Effective dose is organ specific.  You would have to know the organs of interest, the initial dose, and the tissue weighting factor of the organs or tissues irradiated to determine the mSv.  Basically each organ will have a different Organ Effective dose which is determined based on the sensitivity of the organ to the effects of radiation.  You add all of these organ effective doses to get your total effective dose for the scan.  

A Gray is a measure of the amount of radiation absorbed, it does not take into account the effects/sensitivity of that radiation on a specific tissue.  However gray and mSv are proportional since

Effective Dose = Dose Received * Tissue Weighting Factor

If Dose received is doubled the effective dose also doubles since there is a 1 to 1 mathematical relationship between the two, and the tissue weighting factor is a fixed value that you can look up on a table.  

However when comparing one organ to another, Dose of radiation as measured in Gray there can be very different than Effective Doses which is dependent on the tissue that is being irradiated, since tissues vary in sensitivity and Effective Dose is an attempt to quantify this difference between tissues.  

That is a great exlanation, one of which I could not find in 100's of articles. Likely because each article has a particular slant and thus the trutht that's always in the middle never gets much attention.....

One last question - Given my dose accoring to the radiologist tech was right at 20 mGy, what is a best estimate of effective dose in mSv?

The reason I ask is that many artilces have suggested a one to one relationship for mGy and mSv.

Again, thanks for the explanation as well as the encouragement. Now I know my true organ dose is not 40 but as you said, 20 or less which means much less overall radiation risk than I had come to expect.

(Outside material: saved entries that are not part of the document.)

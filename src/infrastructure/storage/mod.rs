mod local_scratch_store;

pub use local_scratch_store::LocalScratchStore;
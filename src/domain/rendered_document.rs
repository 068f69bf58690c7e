use super::output_format::OutputFormat;

/// A transcript serialized for download.
#[derive(Debug, Clone, PartialEq, Eq)]
pub struct RenderedDocument {
    pub bytes: Vec<u8>,
    pub format: OutputFormat,
}

impl RenderedDocument {
    pub fn new(bytes: Vec<u8>, format: OutputFormat) -> Self {
        Self { bytes, format }
    }

    pub fn file_name(&self) -> &'static str {
        self.format.file_name()
    }

    pub fn content_type(&self) -> &'static str {
        self.format.content_type()
    }

    pub fn content_disposition(&self) -> String {
        format!("attachment; filename=\"{}\"", self.file_name())
    }
}
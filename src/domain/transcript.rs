use super::utterance::Utterance;

#[derive(Debug, Clone, Copy, PartialEq, Eq)]
pub enum TranscriptStatus {
    Completed,
    Error,
}

#[derive(Debug, Clone, PartialEq)]
pub struct Transcript {
    pub status: TranscriptStatus,
    pub utterances: Vec<Utterance>,
    pub error: Option<String>,
}

impl Transcript {
    pub fn completed(utterances: Vec<Utterance>) -> Self {
        Self {
            status: TranscriptStatus::Completed,
            utterances,
            error: None,
        }
    }

    pub fn failed(error: impl Into<String>) -> Self {
        Self {
            status: TranscriptStatus::Error,
            utterances: Vec::new(),
            error: Some(error.into()),
        }
    }

    pub fn is_error(&self) -> bool {
        self.status == TranscriptStatus::Error
    }
}
mod upload_form;
mod upload_page;

pub use upload_form::{
    AUDIO_FILE_FIELD, FILE_TYPE_FIELD, FormErrors, InvalidUpload, UploadForm, UploadSubmission,
    UploadedFile,
};
pub use upload_page::render_upload_page;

Well, you are kinda on the right track...but thinking about it a bit backwards....Effective dose is measured in Sieverts, which is a completely different (but related) unit that takes into account both the dose of radiation recieved and the sensitivity of the tissue irradiated based on the stochastic effects of radiation on the tissue in question.  

If you have a 20 mGy exposure, then that is the maximum dose any tissue in the path of the radiation can recieve.  In reality that is the dose exposed to at the skin on the beam side, and the dose decreases with tissue depth as some of the radiation is absorbed at each level as it penetrates tissue and is therefore gone and cannot expose the deeper tissues.  Many people don't understand this, but tissues actually absorb radiation, and only a small % of the radiation exits the body to form the image.  Say 100% radiation enters the skin, maybe a few percent leaves on the backside.

So, this is just a long way of saying that if the dose was 20 mGy, then at most the dose seen at the lungs will be 20 mGy, the only way to increase the dose of exposed radiation is to increase the time or energy of the beam (or both).

Risk of cancer induction is dependant on tissue as far as what type of cancer can/will be induced, but Effective Dose tries to take this into account by having a tissue weighting factor which is factored into the dose to determine relative risk between different tissues for any given dose.